- _Work instructions_:
Count, in the entries, the lines with "balance". Answer with the number only.

- _Excerpted records_:

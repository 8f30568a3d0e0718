//! Slotted page layout for variable-length tuples.
//!
//! ```text
//! [ header | slot directory -> ... <- tuple bytes ]
//! ```
//!
//! The directory grows from the header toward the end of the page; tuple
//! bytes grow from the end toward the directory. A logically deleted slot
//! keeps its entry with the tombstone bit set so row ids stay stable until
//! `apply_delete` compacts it away.

use std::mem::size_of;

use bincode::config::{self, Config};
use bincode::serde::{decode_from_slice, encode_into_slice};

use common::{DbError, DbResult, PAGE_SIZE, PageId};

fn bincode_config() -> impl Config {
    config::legacy()
}

pub(crate) const HEADER_BYTES: usize = size_of::<PageHeader>();
pub(crate) const SLOT_BYTES: usize = size_of::<Slot>();

/// Tombstone marker in a slot's size field.
const DELETE_MASK: u32 = 1 << 31;

/// Largest tuple a fresh page can accept.
pub const MAX_TUPLE_BYTES: usize = PAGE_SIZE - HEADER_BYTES - SLOT_BYTES;

#[derive(Debug, Clone, serde::Serialize, serde::Deserialize)]
pub(crate) struct PageHeader {
    pub prev_page_id: i32,
    pub next_page_id: i32,
    pub free_space_pointer: u32,
    pub tuple_count: u32,
}

impl Default for PageHeader {
    fn default() -> Self {
        Self {
            prev_page_id: PageId::INVALID.0,
            next_page_id: PageId::INVALID.0,
            free_space_pointer: PAGE_SIZE as u32,
            tuple_count: 0,
        }
    }
}

#[derive(Debug, Clone, Copy, serde::Serialize, serde::Deserialize)]
pub(crate) struct Slot {
    pub offset: u32,
    pub size: u32,
}

impl Slot {
    fn is_cleared(&self) -> bool {
        self.size == 0 && self.offset == 0
    }

    fn is_tombstoned(&self) -> bool {
        self.size & DELETE_MASK != 0
    }

    fn payload_len(&self) -> u32 {
        self.size & !DELETE_MASK
    }

    fn is_live(&self) -> bool {
        !self.is_cleared() && !self.is_tombstoned()
    }
}

/// Outcome of an in-place tuple update.
#[derive(Debug, Clone, Copy, PartialEq, Eq)]
pub enum UpdateStatus {
    Completed,
    /// The new tuple does not fit the existing slot; the caller retries as
    /// delete-then-insert.
    TooMuchData,
}

fn read_header(data: &[u8]) -> DbResult<PageHeader> {
    let (header, read) = decode_from_slice(&data[..HEADER_BYTES], bincode_config())
        .map_err(|e| DbError::Storage(format!("read page header failed: {e}")))?;
    debug_assert_eq!(read, HEADER_BYTES);
    Ok(header)
}

fn write_header(data: &mut [u8], header: &PageHeader) -> DbResult<()> {
    let written = encode_into_slice(header, &mut data[..HEADER_BYTES], bincode_config())
        .map_err(|e| DbError::Storage(format!("write page header failed: {e}")))?;
    debug_assert_eq!(written, HEADER_BYTES);
    Ok(())
}

fn slot_range(idx: u32) -> (usize, usize) {
    let start = HEADER_BYTES + idx as usize * SLOT_BYTES;
    (start, start + SLOT_BYTES)
}

fn read_slot(data: &[u8], idx: u32) -> DbResult<Slot> {
    let (start, end) = slot_range(idx);
    if end > PAGE_SIZE {
        return Err(DbError::Storage(format!("slot {idx} out of bounds")));
    }
    let (slot, read) = decode_from_slice(&data[start..end], bincode_config())
        .map_err(|e| DbError::Storage(format!("read slot failed: {e}")))?;
    debug_assert_eq!(read, SLOT_BYTES);
    Ok(slot)
}
use super::*;
use pretty_assertions::assert_eq;
use proptest::prelude::*;

fn sample_schema() -> Schema {
    Schema::new(vec![
        Column::new("id", SqlType::Int, 0).not_null().unique(),
        Column::new("name", SqlType::Char(64), 1),
        Column::new("account", SqlType::Float, 2),
    ])
}

#[test]
fn column_round_trip() {
    let col = Column::new("name", SqlType::Char(64), 1).not_null();
    let mut buf = Vec::new();
    col.encode(&mut buf);
    let back = Column::decode(&mut buf.as_slice()).unwrap();
    assert_eq!(back, col);
}

#[test]
fn schema_round_trip() {
    let schema = sample_schema();
    let mut buf = Vec::new();
    schema.encode(&mut buf);
    let back = Schema::decode(&mut buf.as_slice()).unwrap();
    assert_eq!(back, schema);
}

#[test]
fn schema_decode_rejects_bad_magic() {
    let schema = sample_schema();
    let mut buf = Vec::new();
    schema.encode(&mut buf);
    buf[0] ^= 0xFF;
    assert!(matches!(
        Schema::decode(&mut buf.as_slice()),
        Err(DbError::CorruptMetadata(_))
    ));
}

#[test]
fn column_decode_rejects_bad_magic() {
    let col = Column::new("id", SqlType::Int, 0);
    let mut buf = Vec::new();
    col.encode(&mut buf);
    buf[3] ^= 0x10;
    assert!(matches!(
        Column::decode(&mut buf.as_slice()),
        Err(DbError::CorruptMetadata(_))
    ));
}

#[test]
fn row_round_trip_with_nulls() {
    let schema = sample_schema();
    let row = Row::with_rid(
        RecordId::new(PageId(3), 7),
        vec![Value::Int(42), Value::Null, Value::Float(-1.25)],
    );
    let bytes = row.encode(&schema).unwrap();
    let back = Row::decode(&bytes, &schema).unwrap();
    assert_eq!(back, row);
    assert_eq!(back.rid(), RecordId::new(PageId(3), 7));
}

#[test]
fn row_encode_rejects_arity_mismatch() {
    let schema = sample_schema();
    let row = Row::new(vec![Value::Int(1)]);
    assert!(matches!(
        row.encode(&schema),
        Err(DbError::Constraint(_))
    ));
}

#[test]
fn row_decode_rejects_truncation() {
    let schema = sample_schema();
    let row = Row::new(vec![
        Value::Int(1),
        Value::Char("abc".into()),
        Value::Float(0.5),
    ]);
    let bytes = row.encode(&schema).unwrap();
    assert!(Row::decode(&bytes[..bytes.len() - 2], &schema).is_err());
}

#[test]
fn projection_borrows_columns_and_keeps_positions() {
    let schema = sample_schema();
    let key = schema.project(&[2, 0]).unwrap();
    assert_eq!(key.len(), 2);
    assert_eq!(key.column(0).unwrap().name, "account");
    assert_eq!(key.column(0).unwrap().position, 2);
    assert_eq!(key.column(1).unwrap().position, 0);
    assert!(schema.project(&[9]).is_err());
}

#[test]
fn column_index_lookup() {
    let schema = sample_schema();
    assert_eq!(schema.column_index("account"), Some(2));
    assert_eq!(schema.column_index("missing"), None);
}

proptest! {
    #[test]
    fn row_codec_round_trips(
        id in any::<i32>(),
        name in "[a-zA-Z0-9 ]{0,64}",
        account in any::<f32>().prop_filter("NaN breaks equality", |f| !f.is_nan()),
        null_name in any::<bool>(),
    ) {
        let schema = sample_schema();
        let name_value = if null_name { Value::Null } else { Value::Char(name) };
        let row = Row::with_rid(
            RecordId::new(PageId(1), 0),
            vec![Value::Int(id), name_value, Value::Float(account)],
        );
        let bytes = row.encode(&schema).unwrap();
        prop_assert_eq!(Row::decode(&bytes, &schema).unwrap(), row);
    }
}
use super::*;
use pretty_assertions::assert_eq;
use tempfile::tempdir;

fn engine(dir: &tempfile::TempDir) -> ExecuteEngine {
    ExecuteEngine::new(dir.path().join("data"), 64).unwrap()
}

fn run(engine: &mut ExecuteEngine, sql: &str) -> DbResult<ExecResult> {
    engine.execute(parser::parse(sql)?)
}

fn ok(engine: &mut ExecuteEngine, sql: &str) -> ExecResult {
    run(engine, sql).unwrap_or_else(|e| panic!("{sql}: {e}"))
}

fn batch_rows(result: ExecResult) -> Vec<Vec<Value>> {
    match result {
        ExecResult::Batch { rows, .. } => rows,
        other => panic!("expected a batch, got {other:?}"),
    }
}

fn setup_accounts(engine: &mut ExecuteEngine) {
    ok(engine, "create database bank;");
    ok(engine, "use bank;");
    ok(
        engine,
        "create table account (id int primary key, name char(24), balance float);",
    );
    for (id, name, balance) in [
        (1, "ada", 10.0),
        (2, "grace", 20.5),
        (3, "edsger", -3.25),
        (4, "barbara", 0.0),
    ] {
        ok(
            engine,
            &format!("insert into account values ({id}, '{name}', {balance});"),
        );
    }
}

#[test]
fn database_lifecycle() {
    let dir = tempdir().unwrap();
    let mut engine = engine(&dir);

    ok(&mut engine, "create database school;");
    ok(&mut engine, "create database bank;");
    let err = run(&mut engine, "create database bank;").unwrap_err();
    assert!(matches!(err, DbError::AlreadyExists(_)));

    let rows = batch_rows(ok(&mut engine, "show databases;"));
    assert_eq!(
        rows,
        vec![
            vec![Value::Char("bank".into())],
            vec![Value::Char("school".into())]
        ]
    );

    ok(&mut engine, "drop database school;");
    assert!(matches!(
        run(&mut engine, "use school;").unwrap_err(),
        DbError::NotFound(_)
    ));
    assert!(matches!(
        run(&mut engine, "show tables;").unwrap_err(),
        DbError::NotFound(_)
    ));
}

#[test]
fn select_with_predicates() {
    let dir = tempdir().unwrap();
    let mut engine = engine(&dir);
    setup_accounts(&mut engine);

    // Point query through the primary-key index.
    let rows = batch_rows(ok(
        &mut engine,
        "select name from account where id = 2;",
    ));
    assert_eq!(rows, vec![vec![Value::Char("grace".into())]]);

    // Range predicates fall back to a scan.
    let rows = batch_rows(ok(
        &mut engine,
        "select id from account where balance >= 0 and id < 4;",
    ));
    assert_eq!(rows, vec![vec![Value::Int(1)], vec![Value::Int(2)]]);

    // OR union keeps (page, slot) order without duplicates.
    let rows = batch_rows(ok(
        &mut engine,
        "select id from account where id = 1 or balance < 0 or id = 1;",
    ));
    assert_eq!(rows, vec![vec![Value::Int(1)], vec![Value::Int(3)]]);

    let rows = batch_rows(ok(&mut engine, "select * from account;"));
    assert_eq!(rows.len(), 4);
    assert_eq!(rows[0].len(), 3);

    assert!(matches!(
        run(&mut engine, "select nope from account;").unwrap_err(),
        DbError::NotFound(_)
    ));
}

#[test]
fn unique_index_rejects_duplicate_keys() {
    let dir = tempdir().unwrap();
    let mut engine = engine(&dir);
    setup_accounts(&mut engine);

    let err = run(
        &mut engine,
        "insert into account values (2, 'impostor', 1.0);",
    )
    .unwrap_err();
    assert!(matches!(err, DbError::AlreadyExists(_)));

    // The failed insert left no trace: scan and index agree.
    let rows = batch_rows(ok(&mut engine, "select * from account;"));
    assert_eq!(rows.len(), 4);
    let rows = batch_rows(ok(
        &mut engine,
        "select name from account where id = 2;",
    ));
    assert_eq!(rows, vec![vec![Value::Char("grace".into())]]);
}

#[test]
fn hundred_point_lookups_through_the_index() {
    let dir = tempdir().unwrap();
    let mut engine = engine(&dir);
    ok(&mut engine, "create database load;");
    ok(&mut engine, "use load;");
    ok(
        &mut engine,
        "create table nums (n int primary key, twice int);",
    );
    for n in 0..100 {
        ok(
            &mut engine,
            &format!("insert into nums values ({n}, {});", n * 2),
        );
    }
    for n in 0..100 {
        let rows = batch_rows(ok(
            &mut engine,
            &format!("select twice from nums where n = {n};"),
        ));
        assert_eq!(rows, vec![vec![Value::Int(n * 2)]]);
    }
}

#[test]
fn constraint_violations() {
    let dir = tempdir().unwrap();
    let mut engine = engine(&dir);
    setup_accounts(&mut engine);

    // Arity.
    assert!(matches!(
        run(&mut engine, "insert into account values (9);").unwrap_err(),
        DbError::Constraint(_)
    ));
    // Null into the non-nullable primary key.
    assert!(matches!(
        run(
            &mut engine,
            "insert into account values (null, 'x', 0.0);"
        )
        .unwrap_err(),
        DbError::Constraint(_)
    ));
    // Type mismatch.
    assert!(matches!(
        run(
            &mut engine,
            "insert into account values (5, 6, 0.0);"
        )
        .unwrap_err(),
        DbError::Constraint(_)
    ));
    // Char wider than the column.
    assert!(matches!(
        run(
            &mut engine,
            "insert into account values (5, 'this name is far wider than twenty-four bytes', 0.0);"
        )
        .unwrap_err(),
        DbError::Constraint(_)
    ));
}

#[test]
fn delete_maintains_heap_and_indexes() {
    let dir = tempdir().unwrap();
    let mut engine = engine(&dir);
    setup_accounts(&mut engine);

    assert_eq!(
        ok(&mut engine, "delete from account where id = 2;"),
        ExecResult::Affected(1)
    );
    assert_eq!(
        batch_rows(ok(&mut engine, "select id from account where id = 2;")),
        Vec::<Vec<Value>>::new()
    );
    let rows = batch_rows(ok(&mut engine, "select id from account;"));
    assert_eq!(rows.len(), 3);

    // The freed key is insertable again.
    ok(&mut engine, "insert into account values (2, 'back', 7.5);");
    assert_eq!(
        batch_rows(ok(&mut engine, "select name from account where id = 2;")),
        vec![vec![Value::Char("back".into())]]
    );

    assert_eq!(
        ok(&mut engine, "delete from account;"),
        ExecResult::Affected(4)
    );
    assert_eq!(
        batch_rows(ok(&mut engine, "select * from account;")),
        Vec::<Vec<Value>>::new()
    );
}

#[test]
fn update_rewrites_rows_and_index_entries() {
    let dir = tempdir().unwrap();
    let mut engine = engine(&dir);
    setup_accounts(&mut engine);

    // Non-key update.
    assert_eq!(
        ok(
            &mut engine,
            "update account set balance = 99.5 where id = 1;"
        ),
        ExecResult::Affected(1)
    );
    assert_eq!(
        batch_rows(ok(
            &mut engine,
            "select balance from account where id = 1;"
        )),
        vec![vec![Value::Float(99.5)]]
    );

    // Key update moves the index entry.
    ok(&mut engine, "update account set id = 10 where id = 1;");
    assert_eq!(
        batch_rows(ok(&mut engine, "select id from account where id = 10;")),
        vec![vec![Value::Int(10)]]
    );
    assert_eq!(
        batch_rows(ok(&mut engine, "select id from account where id = 1;")),
        Vec::<Vec<Value>>::new()
    );

    // Updating onto an existing key is a unique violation.
    let err = run(&mut engine, "update account set id = 2 where id = 10;").unwrap_err();
    assert!(matches!(err, DbError::AlreadyExists(_)));
}

#[test]
fn index_ddl_and_listing() {
    let dir = tempdir().unwrap();
    let mut engine = engine(&dir);
    setup_accounts(&mut engine);

    ok(&mut engine, "create index account_name on account (name);");
    let rows = batch_rows(ok(&mut engine, "show indexes;"));
    assert_eq!(
        rows,
        vec![
            vec![
                Value::Char("account".into()),
                Value::Char("account_name".into()),
                Value::Char("name".into()),
            ],
            vec![
                Value::Char("account".into()),
                Value::Char("account_pk".into()),
                Value::Char("id".into()),
            ],
        ]
    );

    // The new index serves equality probes.
    let rows = batch_rows(ok(
        &mut engine,
        "select id from account where name = 'edsger';",
    ));
    assert_eq!(rows, vec![vec![Value::Int(3)]]);

    ok(&mut engine, "drop index account_name;");
    assert!(matches!(
        run(&mut engine, "drop index account_name;").unwrap_err(),
        DbError::NotFound(_)
    ));

    ok(&mut engine, "drop table account;");
    assert!(matches!(
        run(&mut engine, "select * from account;").unwrap_err(),
        DbError::NotFound(_)
    ));
}

#[test]
fn catalog_and_rows_survive_restart() {
    let dir = tempdir().unwrap();
    let root = dir.path().join("data");
    {
        let mut engine = ExecuteEngine::new(&root, 64).unwrap();
        ok(&mut engine, "create database shop;");
        ok(&mut engine, "use shop;");
        ok(
            &mut engine,
            "create table items (sku int primary key, label char(16));",
        );
        ok(
            &mut engine,
            "create table orders (oid int primary key, sku int);",
        );
        ok(&mut engine, "create index orders_sku on orders (sku);");
        ok(&mut engine, "insert into items values (7, 'wrench');");
        ok(&mut engine, "insert into orders values (100, 7);");
        engine.shutdown().unwrap();
    }

    let mut engine = ExecuteEngine::new(&root, 64).unwrap();
    ok(&mut engine, "use shop;");

    let tables = batch_rows(ok(&mut engine, "show tables;"));
    assert_eq!(
        tables,
        vec![
            vec![Value::Char("items".into())],
            vec![Value::Char("orders".into())]
        ]
    );

    let indexes = batch_rows(ok(&mut engine, "show indexes;"));
    assert!(indexes.contains(&vec![
        Value::Char("orders".into()),
        Value::Char("orders_sku".into()),
        Value::Char("sku".into()),
    ]));

    // Rows inserted before the restart are visible through both paths.
    assert_eq!(
        batch_rows(ok(&mut engine, "select label from items where sku = 7;")),
        vec![vec![Value::Char("wrench".into())]]
    );
    ok(&mut engine, "insert into items values (8, 'hammer');");
    assert_eq!(
        batch_rows(ok(&mut engine, "select * from items;")).len(),
        2
    );
}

- _Response for this exercise_:
7